On Mon, Jun 21, 2021, at 6:43 PM, NoOne OfConsequence wrote:
Question on this (section 3.5) page 44 sentence, please: "That block automatically gets everything from the parent scope."

Is the sentence true for blocks that are function bodies?

No, function items use block-like structures for their bodies, but are not "vanilla" blocks and have their own scoping rules. We don't get into the details of this in the book, but closures allow you to capture variables in a function-like construct. This is a more advanced reference than the book, but given your closing comments I think you may be interested in looking at the Rust reference on functions and closures:


I modified the code on page 44, adding a let statement and a nested function:
fn say_apples (apples:i32) {
    println!(" {}", apples);

    let oranges = 2;
    fn wont_compile() -> i32 {
        apples + oranges
    }
}
fn main() {
    say_apples(10);
    //println!("apples == {}", apples);
}

The function wont_compile() gets 2 occurrences of 
----> error[E0434]: can't capture dynamic environment in a fn item <----
once for apples, once for oranges.

I don't mean to force my opinion on you or others who read this post. That said, I really, really like error E0434. It forces Rust programmers to put all named values such as apples/oranges in the function's parameter list. And since we only write short functions, that means when the function's source code is re-read, re-read, and re-read again during maintenance, the total life-cycle cost of writing once and re-reading many times is lower, because all the names the re-reading coders might wonder about are *right there* in the parameter list.

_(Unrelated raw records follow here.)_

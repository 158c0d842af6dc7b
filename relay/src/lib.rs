//! Rendezvous relay for wormhole clients.
//!
//! The relay brokers numbered channels inside per-application namespaces:
//! clients allocate a channel (or pick one by number), post opaque messages
//! to it, and read them back either by polling or over a server-sent event
//! stream. Message bodies are hex strings the relay never parses, so it
//! learns nothing about the shared secret the clients derive.
//!
//! All durable state lives in SQLite; the in-memory registry only tracks the
//! event stream subscribers of each channel. Every mutation runs under one
//! lock and writes commit before any fan-out, so each subscriber observes
//! the welcome, the full history, and all later messages in order, with no
//! gap in between.

mod http;
mod registry;
mod store;

use std::{
    collections::HashMap,
    path::PathBuf,
    sync::{Arc, Mutex, MutexGuard, PoisonError},
    time::Duration,
};

use serde_derive::{Deserialize, Serialize};
use tokio::sync::mpsc;

pub use crate::registry::Subscription;
use crate::{registry::AppNamespace, store::Store};

/// Channels whose newest message is older than this are swept.
pub const CHANNEL_EXPIRATION_TIME: Duration = Duration::from_secs(3 * 24 * 60 * 60);
/// How often the sweep runs.
pub const EXPIRATION_CHECK_PERIOD: Duration = Duration::from_secs(2 * 60 * 60);

#[derive(Debug, thiserror::Error)]
#[non_exhaustive]
pub enum RelayError {
    /// Every id in the digit ranges and 1000 random draws were taken
    #[error("unable to find a free channel id")]
    ChannelsExhausted,
    /// Database error
    #[error("database error")]
    Db(
        #[from]
        #[source]
        rusqlite::Error,
    ),
}

#[derive(Debug, Clone)]
pub struct RelayConfig {
    /// SQLite database path; `None` keeps all state in memory.
    pub database: Option<PathBuf>,
    /// Client version advertised in the welcome.
    pub advertised_version: Option<String>,
    /// Message of the day shown to clients once.
    pub motd: Option<String>,
    /// Fatal error pushed to every client; set this to turn clients away.
    pub error: Option<String>,
    /// Age of the newest message beyond which a channel expires.
    pub channel_expiration: Duration,
    /// Period of the expiration sweep.
    pub expiration_check_period: Duration,
}

impl Default for RelayConfig {
    fn default() -> Self {
        RelayConfig {
            database: None,
            advertised_version: None,
            motd: None,
            error: None,
            channel_expiration: CHANNEL_EXPIRATION_TIME,
            expiration_check_period: EXPIRATION_CHECK_PERIOD,
        }
    }
}

/// Metadata sent with every response and pushed as the first stream event.
#[derive(Serialize, Deserialize, Debug, Clone, Default)]
pub struct Welcome {
    #[serde(skip_serializing_if = "Option::is_none")]
    pub current_version: Option<String>,
    #[serde(skip_serializing_if = "Option::is_none")]
    pub motd: Option<String>,
    #[serde(skip_serializing_if = "Option::is_none")]
    pub error: Option<String>,
}

/// One relayed message as clients see it. `phase` is preserved verbatim and
/// `body` stays the opaque hex string the sender posted.
#[derive(Serialize, Deserialize, Debug, Clone, PartialEq, Eq)]
pub struct Message {
    pub phase: String,
    pub body: String,
}

/// Outcome of releasing one side's claim on a channel.
#[derive(Serialize, Debug, Copy, Clone, PartialEq, Eq)]
#[serde(rename_all = "lowercase")]
pub enum DeallocateStatus {
    /// Other sides still claim the channel
    Waiting,
    /// The last claim is gone; the channel and its messages were deleted
    Deleted,
}

/// The relay service: owns the database and the live registries. There is no
/// ambient state; embed it by constructing one and serving its router.
pub struct Relay {
    welcome: Welcome,
    config: RelayConfig,
    inner: Mutex<Inner>,
}

struct Inner {
    store: Store,
    apps: HashMap<String, AppNamespace>,
    next_subscriber_id: u64,
}

impl Relay {
    pub fn new(config: RelayConfig) -> Result<Arc<Self>, RelayError> {
        let store = Store::open(config.database.as_deref())?;
        let welcome = Welcome {
            current_version: config.advertised_version.clone(),
            motd: config.motd.clone(),
            error: config.error.clone(),
        };
        Ok(Arc::new(Relay {
            welcome,
            config,
            inner: Mutex::new(Inner {
                store,
                apps: HashMap::new(),
                next_subscriber_id: 0,
            }),
        }))
    }

    pub fn welcome(&self) -> &Welcome {
        &self.welcome
    }

    /// The axum router serving the relay protocol.
    pub fn router(self: Arc<Self>) -> axum::Router {
        http::router(self)
    }

    /// Serve the relay on an already-bound listener.
    pub async fn serve(
        self: Arc<Self>,
        listener: tokio::net::TcpListener,
    ) -> std::io::Result<()> {
        axum::serve(listener, self.router()).await
    }

    /// Claim a fresh channel id for `side`.
    pub fn allocate(&self, app_id: &str, side: &str) -> Result<u32, RelayError> {
        let mut inner = self.lock();
        let allocated = inner.store.allocated_channels(app_id)?.into_iter().collect();
        let channel_id = registry::choose_channel_id(&allocated)?;
        inner.store.insert_allocation(app_id, channel_id, side)?;
        tracing::info!(app_id, channel_id, "allocated channel");
        Ok(channel_id)
    }

    /// All channel ids with at least one claim in the app, ascending.
    pub fn list(&self, app_id: &str) -> Result<Vec<u32>, RelayError> {
        Ok(self.lock().store.allocated_channels(app_id)?)
    }

    /// Append a message, re-assert the sender's claim, and fan the message
    /// out to the channel's subscribers. Returns the full history, the new
    /// message included.
    pub fn add_message(
        &self,
        app_id: &str,
        channel_id: u32,
        side: &str,
        phase: &str,
        body: &str,
    ) -> Result<Vec<Message>, RelayError> {
        let mut inner = self.lock();
        inner
            .store
            .insert_message(app_id, channel_id, side, phase, body, unix_now())?;
        inner.store.insert_allocation(app_id, channel_id, side)?;
        let history = inner.store.messages(app_id, channel_id)?;
        // the write is committed; subscribers may hear about it now
        inner.broadcast(
            app_id,
            channel_id,
            &Message {
                phase: phase.to_owned(),
                body: body.to_owned(),
            },
        );
        Ok(history)
    }

    /// The channel history for polling readers. Same read the event stream
    /// replay uses.
    pub fn channel_messages(
        &self,
        app_id: &str,
        channel_id: u32,
    ) -> Result<Vec<Message>, RelayError> {
        Ok(self.lock().store.messages(app_id, channel_id)?)
    }

    /// Register an event stream subscriber. The returned history snapshot
    /// and the subscription are taken under one lock acquisition, so no
    /// message can fall between replay and live delivery.
    pub fn subscribe(
        self: Arc<Self>,
        app_id: &str,
        channel_id: u32,
    ) -> Result<(Vec<Message>, Subscription), RelayError> {
        let mut inner = self.lock();
        let history = inner.store.messages(app_id, channel_id)?;
        let (tx, rx) = mpsc::unbounded_channel();
        let subscriber_id = inner.next_subscriber_id;
        inner.next_subscriber_id += 1;
        inner
            .apps
            .entry(app_id.to_owned())
            .or_default()
            .channels
            .entry(channel_id)
            .or_default()
            .subscribers
            .insert(subscriber_id, tx);
        drop(inner);
        tracing::debug!(app_id, channel_id, subscriber_id, "subscribed");
        let subscription =
            Subscription::new(rx, Arc::clone(&self), app_id.to_owned(), channel_id, subscriber_id);
        Ok((history, subscription))
    }

    pub(crate) fn unsubscribe(&self, app_id: &str, channel_id: u32, subscriber_id: u64) {
        let mut inner = self.lock();
        if let Some(app) = inner.apps.get_mut(app_id) {
            if let Some(channel) = app.channels.get_mut(&channel_id) {
                channel.subscribers.remove(&subscriber_id);
            }
        }
        tracing::debug!(app_id, channel_id, subscriber_id, "unsubscribed");
    }

    /// Release `side`'s claim; deletes the channel outright when it was the
    /// last one.
    pub fn deallocate(
        &self,
        app_id: &str,
        channel_id: u32,
        side: &str,
    ) -> Result<DeallocateStatus, RelayError> {
        let mut inner = self.lock();
        let remaining = inner.store.remove_allocation(app_id, channel_id, side)?;
        if remaining > 0 {
            return Ok(DeallocateStatus::Waiting);
        }
        inner.free_channel(app_id, channel_id)?;
        Ok(DeallocateStatus::Deleted)
    }

    /// One expiration sweep, with `now` injected for testability: frees every
    /// allocated channel whose newest message is older than the expiration
    /// window or which has no messages at all, then forgets apps without
    /// live channels.
    pub fn prune_at(&self, now: f64) -> Result<(), RelayError> {
        let cutoff = now - self.config.channel_expiration.as_secs_f64();
        let mut inner = self.lock();
        // snapshot ids before mutating the maps under them
        let app_ids = inner.store.app_ids()?;
        for app_id in app_ids {
            for channel_id in inner.store.allocated_channels(&app_id)? {
                let expired = match inner.store.newest_message(&app_id, channel_id)? {
                    Some(newest) => newest < cutoff,
                    None => true,
                };
                if expired {
                    tracing::info!(%app_id, channel_id, "expiring channel");
                    inner.free_channel(&app_id, channel_id)?;
                }
            }
        }
        inner.apps.retain(|_, app| !app.channels.is_empty());
        Ok(())
    }

    /// Run the expiration sweep forever on its configured period.
    pub fn spawn_pruner(self: Arc<Self>) -> tokio::task::JoinHandle<()> {
        let period = self.config.expiration_check_period;
        tokio::spawn(async move {
            let mut ticker = tokio::time::interval(period);
            ticker.set_missed_tick_behavior(tokio::time::MissedTickBehavior::Skip);
            ticker.tick().await; // the first tick fires immediately
            loop {
                ticker.tick().await;
                if let Err(err) = self.prune_at(unix_now()) {
                    tracing::error!("expiration sweep failed: {err}");
                }
            }
        })
    }

    fn lock(&self) -> MutexGuard<'_, Inner> {
        self.inner.lock().unwrap_or_else(PoisonError::into_inner)
    }
}

impl Inner {
    /// Delete the channel's rows and live state. Dropping the subscriber
    /// senders ends their event streams.
    fn free_channel(&mut self, app_id: &str, channel_id: u32) -> Result<(), RelayError> {
        self.store.delete_channel(app_id, channel_id)?;
        if let Some(app) = self.apps.get_mut(app_id) {
            app.channels.remove(&channel_id);
        }
        tracing::info!(app_id, channel_id, "freed channel");
        Ok(())
    }

    fn broadcast(&mut self, app_id: &str, channel_id: u32, message: &Message) {
        let Some(channel) = self
            .apps
            .get_mut(app_id)
            .and_then(|app| app.channels.get_mut(&channel_id))
        else {
            return;
        };
        // a subscriber whose receiver is gone is silently dropped here
        channel
            .subscribers
            .retain(|_, tx| tx.send(message.clone()).is_ok());
    }
}

fn unix_now() -> f64 {
    std::time::SystemTime::now()
        .duration_since(std::time::UNIX_EPOCH)
        .map(|elapsed| elapsed.as_secs_f64())
        .unwrap_or_default()
}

I'm pretty new to Rust. Have I misunderstood about error E0434?

I'm not sure if you've misunderstood it, but I don't think it's intended to imply anything widescale about the size of functions or application design. fn items (actual functions) have a specific limitation: they cannot capture variables. There is very good reason for this: capturing variables leads to a lot of complexity in general, and especially so with a language including ownership and borrow checking. It's a large part of why we decided to not include closures in Begin Rust: it's a more advanced topic.

Just for comparison's sake, however, here's a "fixed" version of your code using closures which does compile:

```
fn say_apples(apples: i32) {
    println!(" {}", apples);

    let oranges = 2;
    let will_compile = || -> i32 { apples + oranges };

    println!("Result: {}", will_compile());
}

fn main() {
    say_apples(10);
    //println!("apples == {}", apples);
}
```

ps - Really enjoying the book. Retired software engineer looking at books to use to teach coding to grandchildren when they get older.




Thank you! I'm interested to hear how it goes teaching your grandchildren, if you're up for sharing the experience.